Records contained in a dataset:
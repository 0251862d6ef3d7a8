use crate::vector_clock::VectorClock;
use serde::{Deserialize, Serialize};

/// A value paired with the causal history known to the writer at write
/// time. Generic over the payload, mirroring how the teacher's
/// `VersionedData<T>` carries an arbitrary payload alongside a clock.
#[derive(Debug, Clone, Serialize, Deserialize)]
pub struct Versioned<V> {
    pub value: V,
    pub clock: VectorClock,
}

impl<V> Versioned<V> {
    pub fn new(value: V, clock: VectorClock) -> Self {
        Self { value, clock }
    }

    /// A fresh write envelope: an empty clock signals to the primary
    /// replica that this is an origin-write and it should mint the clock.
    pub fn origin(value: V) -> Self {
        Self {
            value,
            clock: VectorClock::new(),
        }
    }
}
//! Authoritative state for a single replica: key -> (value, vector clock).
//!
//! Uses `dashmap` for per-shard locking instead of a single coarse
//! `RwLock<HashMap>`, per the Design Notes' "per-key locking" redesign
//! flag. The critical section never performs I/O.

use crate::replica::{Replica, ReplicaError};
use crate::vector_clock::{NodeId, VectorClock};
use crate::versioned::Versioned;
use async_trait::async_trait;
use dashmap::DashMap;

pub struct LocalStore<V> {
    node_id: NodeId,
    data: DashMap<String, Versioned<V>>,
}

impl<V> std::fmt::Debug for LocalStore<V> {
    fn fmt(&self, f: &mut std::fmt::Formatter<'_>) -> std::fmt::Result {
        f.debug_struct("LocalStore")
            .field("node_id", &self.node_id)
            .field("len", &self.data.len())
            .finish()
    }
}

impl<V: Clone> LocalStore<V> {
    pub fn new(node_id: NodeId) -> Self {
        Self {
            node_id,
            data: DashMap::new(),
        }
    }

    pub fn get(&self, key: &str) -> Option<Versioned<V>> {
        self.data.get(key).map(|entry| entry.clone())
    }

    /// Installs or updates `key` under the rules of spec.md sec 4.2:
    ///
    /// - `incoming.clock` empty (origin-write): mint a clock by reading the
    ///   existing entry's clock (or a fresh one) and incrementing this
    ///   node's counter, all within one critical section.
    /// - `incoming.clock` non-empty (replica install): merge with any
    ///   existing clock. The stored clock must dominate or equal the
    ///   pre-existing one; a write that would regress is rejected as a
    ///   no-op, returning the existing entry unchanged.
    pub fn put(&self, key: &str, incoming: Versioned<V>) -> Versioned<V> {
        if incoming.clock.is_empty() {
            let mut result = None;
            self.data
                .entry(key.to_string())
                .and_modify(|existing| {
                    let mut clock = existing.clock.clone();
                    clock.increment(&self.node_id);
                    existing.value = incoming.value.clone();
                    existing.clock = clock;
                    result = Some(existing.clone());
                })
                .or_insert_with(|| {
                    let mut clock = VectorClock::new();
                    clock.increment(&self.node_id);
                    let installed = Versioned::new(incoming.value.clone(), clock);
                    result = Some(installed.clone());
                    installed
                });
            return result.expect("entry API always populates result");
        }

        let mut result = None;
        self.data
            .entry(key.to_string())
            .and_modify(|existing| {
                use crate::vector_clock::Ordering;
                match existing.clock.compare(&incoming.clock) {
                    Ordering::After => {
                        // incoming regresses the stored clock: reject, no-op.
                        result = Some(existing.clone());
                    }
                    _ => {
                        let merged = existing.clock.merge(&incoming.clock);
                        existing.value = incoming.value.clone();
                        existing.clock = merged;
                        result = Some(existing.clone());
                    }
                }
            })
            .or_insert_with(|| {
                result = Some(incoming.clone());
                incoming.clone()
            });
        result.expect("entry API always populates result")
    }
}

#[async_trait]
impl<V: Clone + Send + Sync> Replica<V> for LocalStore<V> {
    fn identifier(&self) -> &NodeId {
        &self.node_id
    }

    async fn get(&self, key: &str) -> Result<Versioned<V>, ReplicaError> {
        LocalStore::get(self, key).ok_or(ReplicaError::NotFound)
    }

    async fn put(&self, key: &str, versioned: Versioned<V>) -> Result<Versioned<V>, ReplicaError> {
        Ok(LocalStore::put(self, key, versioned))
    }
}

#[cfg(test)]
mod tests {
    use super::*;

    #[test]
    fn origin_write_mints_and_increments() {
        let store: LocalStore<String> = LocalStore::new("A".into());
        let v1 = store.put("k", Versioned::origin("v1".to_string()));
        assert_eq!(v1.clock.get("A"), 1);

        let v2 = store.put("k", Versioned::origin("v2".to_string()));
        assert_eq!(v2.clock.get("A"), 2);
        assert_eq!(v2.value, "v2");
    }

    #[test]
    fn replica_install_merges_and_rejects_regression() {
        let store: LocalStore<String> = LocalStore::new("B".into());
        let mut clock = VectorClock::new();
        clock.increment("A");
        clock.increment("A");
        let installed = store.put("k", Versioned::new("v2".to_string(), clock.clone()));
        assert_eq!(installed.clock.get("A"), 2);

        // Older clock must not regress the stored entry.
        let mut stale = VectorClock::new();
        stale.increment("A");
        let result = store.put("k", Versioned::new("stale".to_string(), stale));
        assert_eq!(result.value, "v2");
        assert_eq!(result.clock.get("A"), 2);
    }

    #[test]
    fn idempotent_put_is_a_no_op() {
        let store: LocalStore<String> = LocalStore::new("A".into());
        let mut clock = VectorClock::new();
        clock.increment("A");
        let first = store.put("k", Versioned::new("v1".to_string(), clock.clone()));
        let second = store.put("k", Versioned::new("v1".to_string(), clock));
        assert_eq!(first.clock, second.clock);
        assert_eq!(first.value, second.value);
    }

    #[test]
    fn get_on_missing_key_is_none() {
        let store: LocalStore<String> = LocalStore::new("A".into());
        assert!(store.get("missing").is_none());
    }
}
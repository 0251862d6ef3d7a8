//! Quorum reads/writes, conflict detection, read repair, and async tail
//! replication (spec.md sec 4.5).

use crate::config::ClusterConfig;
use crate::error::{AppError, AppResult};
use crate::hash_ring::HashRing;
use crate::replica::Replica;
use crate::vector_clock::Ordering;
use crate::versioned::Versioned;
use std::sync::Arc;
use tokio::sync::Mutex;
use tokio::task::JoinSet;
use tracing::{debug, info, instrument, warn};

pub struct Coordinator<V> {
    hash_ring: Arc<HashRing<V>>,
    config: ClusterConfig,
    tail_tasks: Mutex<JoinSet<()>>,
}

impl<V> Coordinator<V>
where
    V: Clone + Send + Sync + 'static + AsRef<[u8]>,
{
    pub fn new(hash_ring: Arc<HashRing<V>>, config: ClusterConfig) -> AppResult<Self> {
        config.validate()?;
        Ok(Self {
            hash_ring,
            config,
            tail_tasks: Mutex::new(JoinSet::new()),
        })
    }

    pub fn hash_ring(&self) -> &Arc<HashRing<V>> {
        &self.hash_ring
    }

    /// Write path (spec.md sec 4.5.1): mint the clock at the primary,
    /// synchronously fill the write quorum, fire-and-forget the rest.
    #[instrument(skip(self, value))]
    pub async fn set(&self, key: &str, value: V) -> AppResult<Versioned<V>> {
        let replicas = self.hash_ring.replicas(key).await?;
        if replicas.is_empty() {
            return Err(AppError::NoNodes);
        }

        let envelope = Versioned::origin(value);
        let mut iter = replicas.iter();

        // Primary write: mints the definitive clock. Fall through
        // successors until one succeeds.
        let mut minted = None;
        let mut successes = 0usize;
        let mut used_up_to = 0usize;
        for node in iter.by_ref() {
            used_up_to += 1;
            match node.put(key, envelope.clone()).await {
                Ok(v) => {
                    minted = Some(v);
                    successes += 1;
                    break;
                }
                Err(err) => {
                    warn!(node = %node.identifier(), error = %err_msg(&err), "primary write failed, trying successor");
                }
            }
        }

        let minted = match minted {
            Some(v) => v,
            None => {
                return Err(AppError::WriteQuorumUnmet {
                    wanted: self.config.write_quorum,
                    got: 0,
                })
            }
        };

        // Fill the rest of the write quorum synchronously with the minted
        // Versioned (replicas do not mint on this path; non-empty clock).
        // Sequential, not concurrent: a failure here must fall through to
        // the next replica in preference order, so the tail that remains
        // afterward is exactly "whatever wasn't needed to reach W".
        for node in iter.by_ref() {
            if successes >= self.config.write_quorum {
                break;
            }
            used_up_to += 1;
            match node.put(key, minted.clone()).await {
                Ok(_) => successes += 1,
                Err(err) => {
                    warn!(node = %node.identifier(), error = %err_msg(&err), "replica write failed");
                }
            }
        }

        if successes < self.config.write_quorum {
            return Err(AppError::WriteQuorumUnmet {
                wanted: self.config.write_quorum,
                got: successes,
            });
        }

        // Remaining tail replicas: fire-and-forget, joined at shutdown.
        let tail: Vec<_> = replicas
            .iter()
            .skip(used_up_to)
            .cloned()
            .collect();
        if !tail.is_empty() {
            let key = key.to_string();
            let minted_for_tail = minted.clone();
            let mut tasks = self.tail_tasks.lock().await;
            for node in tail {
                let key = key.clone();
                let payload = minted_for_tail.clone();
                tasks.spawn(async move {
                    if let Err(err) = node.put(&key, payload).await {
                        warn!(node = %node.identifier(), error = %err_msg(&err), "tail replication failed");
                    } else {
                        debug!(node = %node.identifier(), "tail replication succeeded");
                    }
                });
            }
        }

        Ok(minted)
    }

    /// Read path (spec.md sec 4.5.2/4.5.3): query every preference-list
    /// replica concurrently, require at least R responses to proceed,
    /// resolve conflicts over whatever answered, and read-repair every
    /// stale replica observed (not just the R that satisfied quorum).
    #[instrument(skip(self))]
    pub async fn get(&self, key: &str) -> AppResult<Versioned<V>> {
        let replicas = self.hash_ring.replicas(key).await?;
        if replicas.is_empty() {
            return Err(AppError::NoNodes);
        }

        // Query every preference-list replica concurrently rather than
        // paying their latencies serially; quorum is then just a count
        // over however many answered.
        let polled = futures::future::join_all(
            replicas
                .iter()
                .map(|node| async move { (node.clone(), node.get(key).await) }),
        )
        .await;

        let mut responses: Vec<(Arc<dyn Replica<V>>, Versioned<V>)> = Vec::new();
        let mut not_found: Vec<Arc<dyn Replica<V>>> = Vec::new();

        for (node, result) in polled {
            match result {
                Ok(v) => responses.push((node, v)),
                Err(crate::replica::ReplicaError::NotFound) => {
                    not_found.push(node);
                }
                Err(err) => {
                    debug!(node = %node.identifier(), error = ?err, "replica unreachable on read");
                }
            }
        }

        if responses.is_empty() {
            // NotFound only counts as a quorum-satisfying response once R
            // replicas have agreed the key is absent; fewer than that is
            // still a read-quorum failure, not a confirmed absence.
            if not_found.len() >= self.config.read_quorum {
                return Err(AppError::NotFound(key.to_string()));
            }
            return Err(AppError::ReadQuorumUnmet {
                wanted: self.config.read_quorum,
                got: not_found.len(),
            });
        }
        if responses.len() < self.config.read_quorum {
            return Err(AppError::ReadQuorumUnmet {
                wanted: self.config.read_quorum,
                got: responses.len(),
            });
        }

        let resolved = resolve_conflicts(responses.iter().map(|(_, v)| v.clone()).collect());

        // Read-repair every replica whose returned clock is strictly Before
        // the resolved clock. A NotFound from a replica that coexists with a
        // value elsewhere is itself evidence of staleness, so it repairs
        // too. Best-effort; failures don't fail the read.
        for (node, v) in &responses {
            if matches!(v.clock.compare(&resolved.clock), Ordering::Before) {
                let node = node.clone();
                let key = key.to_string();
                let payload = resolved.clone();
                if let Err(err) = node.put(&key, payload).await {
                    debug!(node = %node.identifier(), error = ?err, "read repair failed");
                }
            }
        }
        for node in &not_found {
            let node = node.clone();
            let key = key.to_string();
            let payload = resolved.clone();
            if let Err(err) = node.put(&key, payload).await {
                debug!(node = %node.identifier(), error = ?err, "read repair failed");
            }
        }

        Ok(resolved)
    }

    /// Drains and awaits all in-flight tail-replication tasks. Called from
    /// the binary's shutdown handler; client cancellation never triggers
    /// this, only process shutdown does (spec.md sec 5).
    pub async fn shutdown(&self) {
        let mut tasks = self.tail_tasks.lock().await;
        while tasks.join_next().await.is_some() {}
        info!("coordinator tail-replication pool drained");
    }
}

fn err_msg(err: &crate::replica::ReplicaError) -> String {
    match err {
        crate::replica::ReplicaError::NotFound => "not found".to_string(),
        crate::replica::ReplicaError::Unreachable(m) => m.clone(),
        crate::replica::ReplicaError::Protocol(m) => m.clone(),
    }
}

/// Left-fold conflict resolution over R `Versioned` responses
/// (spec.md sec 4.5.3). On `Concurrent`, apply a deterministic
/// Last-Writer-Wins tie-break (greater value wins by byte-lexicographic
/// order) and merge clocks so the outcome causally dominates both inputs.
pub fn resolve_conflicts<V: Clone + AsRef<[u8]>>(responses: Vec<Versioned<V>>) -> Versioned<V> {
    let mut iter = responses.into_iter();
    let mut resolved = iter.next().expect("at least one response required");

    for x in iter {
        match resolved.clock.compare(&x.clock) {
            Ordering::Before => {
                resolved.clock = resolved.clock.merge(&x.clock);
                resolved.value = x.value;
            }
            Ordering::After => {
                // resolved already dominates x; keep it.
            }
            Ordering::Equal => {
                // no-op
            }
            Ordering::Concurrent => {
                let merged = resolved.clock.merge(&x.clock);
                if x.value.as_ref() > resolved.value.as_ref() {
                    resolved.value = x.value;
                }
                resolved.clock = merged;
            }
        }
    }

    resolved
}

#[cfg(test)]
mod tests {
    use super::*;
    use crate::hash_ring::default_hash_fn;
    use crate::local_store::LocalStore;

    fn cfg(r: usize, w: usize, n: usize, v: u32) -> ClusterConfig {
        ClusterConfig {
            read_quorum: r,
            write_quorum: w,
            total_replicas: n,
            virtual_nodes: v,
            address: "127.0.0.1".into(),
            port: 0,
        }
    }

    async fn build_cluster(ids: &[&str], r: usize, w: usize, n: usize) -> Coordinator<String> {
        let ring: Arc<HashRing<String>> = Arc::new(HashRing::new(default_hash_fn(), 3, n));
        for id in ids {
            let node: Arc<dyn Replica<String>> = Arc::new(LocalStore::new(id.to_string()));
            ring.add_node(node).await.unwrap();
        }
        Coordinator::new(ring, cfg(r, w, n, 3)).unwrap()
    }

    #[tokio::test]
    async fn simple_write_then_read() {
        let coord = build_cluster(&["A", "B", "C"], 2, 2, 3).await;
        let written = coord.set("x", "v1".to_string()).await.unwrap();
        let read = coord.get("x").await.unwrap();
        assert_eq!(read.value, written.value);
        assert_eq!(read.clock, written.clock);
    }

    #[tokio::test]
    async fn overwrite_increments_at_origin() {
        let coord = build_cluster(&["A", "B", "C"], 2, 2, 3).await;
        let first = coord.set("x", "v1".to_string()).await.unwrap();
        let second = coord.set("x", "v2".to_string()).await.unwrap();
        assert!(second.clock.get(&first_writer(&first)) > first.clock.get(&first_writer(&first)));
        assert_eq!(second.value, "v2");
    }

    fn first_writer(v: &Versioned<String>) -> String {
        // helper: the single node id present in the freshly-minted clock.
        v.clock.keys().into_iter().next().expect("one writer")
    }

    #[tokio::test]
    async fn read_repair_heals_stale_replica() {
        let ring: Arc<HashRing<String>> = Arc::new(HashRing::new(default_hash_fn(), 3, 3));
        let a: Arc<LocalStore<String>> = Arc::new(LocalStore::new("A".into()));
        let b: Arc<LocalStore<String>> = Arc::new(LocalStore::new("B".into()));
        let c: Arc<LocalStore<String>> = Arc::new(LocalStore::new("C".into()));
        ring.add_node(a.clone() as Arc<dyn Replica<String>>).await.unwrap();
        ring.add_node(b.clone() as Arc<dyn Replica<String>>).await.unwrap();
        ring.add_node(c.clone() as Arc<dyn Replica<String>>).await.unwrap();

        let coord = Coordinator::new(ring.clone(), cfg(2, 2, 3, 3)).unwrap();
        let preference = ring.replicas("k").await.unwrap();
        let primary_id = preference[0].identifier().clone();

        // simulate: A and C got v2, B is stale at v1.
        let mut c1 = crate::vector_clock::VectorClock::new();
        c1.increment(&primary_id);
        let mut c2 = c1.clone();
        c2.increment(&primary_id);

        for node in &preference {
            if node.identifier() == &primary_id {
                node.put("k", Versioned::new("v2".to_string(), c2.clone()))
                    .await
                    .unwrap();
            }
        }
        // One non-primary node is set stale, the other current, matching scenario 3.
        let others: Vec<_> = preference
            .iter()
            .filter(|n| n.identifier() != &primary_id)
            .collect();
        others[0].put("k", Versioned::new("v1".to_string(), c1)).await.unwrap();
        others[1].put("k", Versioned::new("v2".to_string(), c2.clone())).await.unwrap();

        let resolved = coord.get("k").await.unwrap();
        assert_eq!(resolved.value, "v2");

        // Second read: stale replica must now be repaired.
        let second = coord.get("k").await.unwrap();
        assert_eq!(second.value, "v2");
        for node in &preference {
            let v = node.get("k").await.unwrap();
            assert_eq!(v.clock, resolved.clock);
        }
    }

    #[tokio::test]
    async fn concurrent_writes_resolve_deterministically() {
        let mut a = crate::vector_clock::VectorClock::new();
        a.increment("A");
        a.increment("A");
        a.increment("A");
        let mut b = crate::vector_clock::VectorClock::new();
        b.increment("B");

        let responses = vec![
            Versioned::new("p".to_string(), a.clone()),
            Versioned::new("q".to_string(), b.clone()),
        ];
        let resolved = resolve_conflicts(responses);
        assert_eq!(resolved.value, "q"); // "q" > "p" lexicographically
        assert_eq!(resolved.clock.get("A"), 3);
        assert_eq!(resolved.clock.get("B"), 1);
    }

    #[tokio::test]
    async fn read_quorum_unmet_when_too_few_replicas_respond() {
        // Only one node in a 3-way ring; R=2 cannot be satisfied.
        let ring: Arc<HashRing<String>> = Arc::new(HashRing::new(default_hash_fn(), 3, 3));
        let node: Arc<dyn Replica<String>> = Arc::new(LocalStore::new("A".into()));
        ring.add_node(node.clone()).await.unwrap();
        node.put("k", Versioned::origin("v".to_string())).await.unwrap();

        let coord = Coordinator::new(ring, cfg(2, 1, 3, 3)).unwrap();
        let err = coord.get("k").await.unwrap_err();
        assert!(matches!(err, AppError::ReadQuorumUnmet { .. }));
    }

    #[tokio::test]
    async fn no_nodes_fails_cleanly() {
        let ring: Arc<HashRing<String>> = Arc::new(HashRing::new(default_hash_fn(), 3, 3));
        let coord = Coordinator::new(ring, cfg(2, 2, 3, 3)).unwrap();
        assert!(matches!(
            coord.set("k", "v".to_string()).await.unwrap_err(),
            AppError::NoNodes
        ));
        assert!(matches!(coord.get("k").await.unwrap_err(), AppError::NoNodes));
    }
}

▶ THE TASK
Exact duplication is required for the lines above, from the line that contains "let a: Arc<LocalStore<String>>" to the line that contains "ring.add_node(a.clone() as Arc<dyn", inclusive; omit all others.

▶ EXPECTED OUTPUT
        let a: Arc<LocalStore<String>> = Arc::new(LocalStore::new("A".into()));
        let b: Arc<LocalStore<String>> = Arc::new(LocalStore::new("B".into()));
        let c: Arc<LocalStore<String>> = Arc::new(LocalStore::new("C".into()));
        ring.add_node(a.clone() as Arc<dyn Replica<String>>).await.unwrap();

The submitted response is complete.